“¿No oísteis hablar de aquel loco que en pleno día corría por la plaza pública con una linterna encendida, gritando sin cesar: «¡Busco a Dios! ¡Busco a Dios!». Como estaban presentes muchos que no creían en Dios, sus gritos provocaron la risa. […] El loco se encaró con ellos, y clavándoles la mirada, exclamó: ¿Dónde está Dios? Os lo voy a decir. Le hemos matado; vosotros y yo, todos nosotros somos sus asesinos.
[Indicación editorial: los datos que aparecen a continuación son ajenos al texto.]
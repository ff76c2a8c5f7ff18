//! Simulated port backend and virtual clock.
//!
//! [`SimPorts`] records every output write with a timestamp from a shared
//! [`VirtualClock`], and answers input reads from a timed schedule. [`SimDelay`]
//! advances the same clock instead of blocking, so a full pattern run takes no
//! real time. Buffers are fixed-capacity `heapless` collections; the simulator
//! works in `no_std` host tools as well as in tests.

use crate::port::{PortAccess, PortConfig, PortId};
use crate::time::{Delay, Millis, TimeDuration};
use core::cell::Cell;
use heapless::Vec;

/// Maximum number of scheduled input changes per input port.
pub const SCHEDULE_CAPACITY: usize = 16;

/// Shared virtual time in milliseconds.
#[derive(Debug, Default)]
pub struct VirtualClock {
    now_ms: Cell<u64>,
}

impl VirtualClock {
    /// Creates a clock at time zero.
    pub const fn new() -> Self {
        Self {
            now_ms: Cell::new(0),
        }
    }

    /// Returns the current virtual time.
    pub fn now_ms(&self) -> u64 {
        self.now_ms.get()
    }

    /// Moves time forward.
    pub fn advance(&self, millis: u64) {
        self.now_ms.set(self.now_ms.get() + millis);
    }
}

/// A recorded output write.
#[derive(Debug, Clone, Copy, PartialEq, Eq)]
#[cfg_attr(feature = "defmt", derive(defmt::Format))]
pub struct PortEvent {
    /// Virtual time of the write.
    pub at_ms: u64,
    /// Port written.
    pub port: PortId,
    /// Full register value after the write.
    pub value: u8,
}

/// Errors from scheduling simulated inputs.
#[derive(Debug, Clone, Copy, PartialEq, Eq)]
#[cfg_attr(feature = "defmt", derive(defmt::Format))]
pub enum SimError {
    /// Only the button and switch ports accept input.
    NotAnInput(PortId),
    /// Schedule capacity exceeded.
    ScheduleFull,
    /// Changes must be scheduled in time order.
    OutOfOrder { at_ms: u64, last_ms: u64 },
}

impl core::fmt::Display for SimError {
    fn fmt(&self, f: &mut core::fmt::Formatter<'_>) -> core::fmt::Result {
        match self {
            SimError::NotAnInput(port) => write!(f, "{:?} is not an input port", port),
            SimError::ScheduleFull => write!(f, "input schedule capacity exceeded"),
            SimError::OutOfOrder { at_ms, last_ms } => write!(
                f,
                "input change at {} ms scheduled before previous change at {} ms",
                at_ms, last_ms
            ),
        }
    }
}

#[cfg(feature = "std")]
impl std::error::Error for SimError {}

#[derive(Debug)]
struct InputSchedule {
    changes: Vec<(u64, u8), SCHEDULE_CAPACITY>,
}

impl InputSchedule {
    fn new(initial: u8) -> Self {
        let mut changes = Vec::new();
        let _ = changes.push((0, initial));
        Self { changes }
    }

    fn push(&mut self, at_ms: u64, value: u8) -> Result<(), SimError> {
        if let Some(&(last_ms, _)) = self.changes.last() {
            if at_ms < last_ms {
                return Err(SimError::OutOfOrder { at_ms, last_ms });
            }
            if at_ms == last_ms {
                self.changes.pop();
            }
        }
        self.changes
            .push((at_ms, value))
            .map_err(|_| SimError::ScheduleFull)
    }

    fn value_at(&self, now_ms: u64) -> u8 {
        self.changes
            .iter()
            .rev()
            .find(|(at, _)| *at <= now_ms)
            .map(|&(_, value)| value)
            .unwrap_or(0)
    }
}

/// Simulated lab board ports.
///
/// # Type Parameters
/// * `'c` - Lifetime of the clock reference
/// * `N` - Maximum number of recorded output writes
pub struct SimPorts<'c, const N: usize> {
    clock: &'c VirtualClock,
    outputs: [u8; 5],
    configured: [Option<PortConfig>; 5],
    buttons: InputSchedule,
    switches: InputSchedule,
    switch_reads: u32,
    events: Vec<PortEvent, N>,
    dropped: usize,
}

impl<'c, const N: usize> SimPorts<'c, N> {
    /// Creates a board with both buttons released and every switch off.
    pub fn new(clock: &'c VirtualClock) -> Self {
        Self {
            clock,
            outputs: [0; 5],
            configured: [None; 5],
            buttons: InputSchedule::new(0x12),
            switches: InputSchedule::new(0x00),
            switch_reads: 0,
            events: Vec::new(),
            dropped: 0,
        }
    }

    /// Sets the raw button port value from now on.
    pub fn set_buttons(&mut self, raw: u8) -> Result<(), SimError> {
        self.schedule(PortId::Buttons, self.clock.now_ms(), raw)
    }

    /// Sets the raw switch port value from now on.
    pub fn set_switches(&mut self, raw: u8) -> Result<(), SimError> {
        self.schedule(PortId::Switches, self.clock.now_ms(), raw)
    }

    /// Schedules an input port to read `raw` from virtual time `at_ms` on.
    pub fn schedule(&mut self, port: PortId, at_ms: u64, raw: u8) -> Result<(), SimError> {
        match port {
            PortId::Buttons => self.buttons.push(at_ms, raw),
            PortId::Switches => self.switches.push(at_ms, raw),
            other => Err(SimError::NotAnInput(other)),
        }
    }

    /// Returns every recorded write, oldest first.
    pub fn events(&self) -> &[PortEvent] {
        &self.events
    }

    /// Returns the recorded writes to one port.
    pub fn writes_to(&self, port: PortId) -> impl Iterator<Item = &PortEvent> + '_ {
        self.events.iter().filter(move |e| e.port == port)
    }

    /// Returns the values written to the Pmod 8LD, oldest first.
    pub fn bank_values(&self) -> impl Iterator<Item = u8> + '_ {
        self.writes_to(PortId::LedBank).map(|e| e.value)
    }

    /// Returns the current output register of a port.
    pub fn output(&self, port: PortId) -> u8 {
        self.outputs[slot(port)]
    }

    /// Returns the configuration last applied to a port.
    pub fn config(&self, port: PortId) -> Option<PortConfig> {
        self.configured[slot(port)]
    }

    /// Returns how many times the switches were read.
    pub fn switch_reads(&self) -> u32 {
        self.switch_reads
    }

    /// Returns how many writes did not fit in the event buffer.
    pub fn dropped_events(&self) -> usize {
        self.dropped
    }

    /// Forgets recorded writes and read counts; register values are kept.
    pub fn clear_events(&mut self) {
        self.events.clear();
        self.dropped = 0;
        self.switch_reads = 0;
    }
}

fn slot(port: PortId) -> usize {
    match port {
        PortId::RedLed => 0,
        PortId::RgbLed => 1,
        PortId::Buttons => 2,
        PortId::LedBank => 3,
        PortId::Switches => 4,
    }
}

impl<const N: usize> PortAccess for SimPorts<'_, N> {
    fn configure(&mut self, port: PortId, config: PortConfig) {
        self.configured[slot(port)] = Some(config);
    }

    fn read_input(&mut self, port: PortId) -> u8 {
        let now = self.clock.now_ms();
        match port {
            PortId::Buttons => self.buttons.value_at(now),
            PortId::Switches => {
                self.switch_reads += 1;
                self.switches.value_at(now)
            }
            other => self.outputs[slot(other)],
        }
    }

    fn read_output(&mut self, port: PortId) -> u8 {
        self.outputs[slot(port)]
    }

    fn write_output(&mut self, port: PortId, value: u8) {
        self.outputs[slot(port)] = value;
        let event = PortEvent {
            at_ms: self.clock.now_ms(),
            port,
            value,
        };
        if self.events.push(event).is_err() {
            self.dropped += 1;
        }
    }
}

/// Delay that advances a [`VirtualClock`] instead of blocking.
#[derive(Debug)]
pub struct SimDelay<'c> {
    clock: &'c VirtualClock,
    calls: u32,
}

impl<'c> SimDelay<'c> {
    /// Creates a delay driving `clock`.
    pub fn new(clock: &'c VirtualClock) -> Self {
        Self { clock, calls: 0 }
    }

    /// Returns how many delays were requested.
    pub fn calls(&self) -> u32 {
        self.calls
    }
}

impl Delay<Millis> for SimDelay<'_> {
    fn delay(&mut self, duration: Millis) {
        self.calls += 1;
        self.clock.advance(duration.as_millis());
    }
}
Pero ¿cómo hemos podido hacerlo? ¿Cómo pudimos vaciar el mar? ¿Quién nos dio la esponja para borrar el horizonte? ¿Hay todavía un arriba y un abajo? ¿Flotamos en una nada infinita? ¿Nos persigue el vacío […]? ¿No hace más frío? ¿No veis de continuo acercarse la noche, cada vez más cerrada? […] ¡Dios ha muerto!»
“La ciencia jovial”, 1882. Friedrich Nietzsche (filósofo alemán)
Miles de millones de linternas se alzan contra la oscuridad repitiendo la misma arenga: ¡Busco a Dios!
La mujer que sostiene entre sus brazos al hijo esperado, al fruto de su dolor, mira a otro lado, incapaz de creer que haya dado a luz un ser muerto. Alza el rostro, con duelo y pesar, y pronuncia unas palabras que rebotan en el cielo: ¡Busco a Dios!
Búsqueda en lo profundo de una cueva, en el interior de la Tierra, donde la luz jamás ha llegado. Cinco mineros, con sus utensilios y carretas, deciden seguir picando hacia lo profundo, directos a un abismo tan grande como las ambiciones de sus capataces, que no pararán hasta verlos muertos, silenciados en las entrañas de la tierra.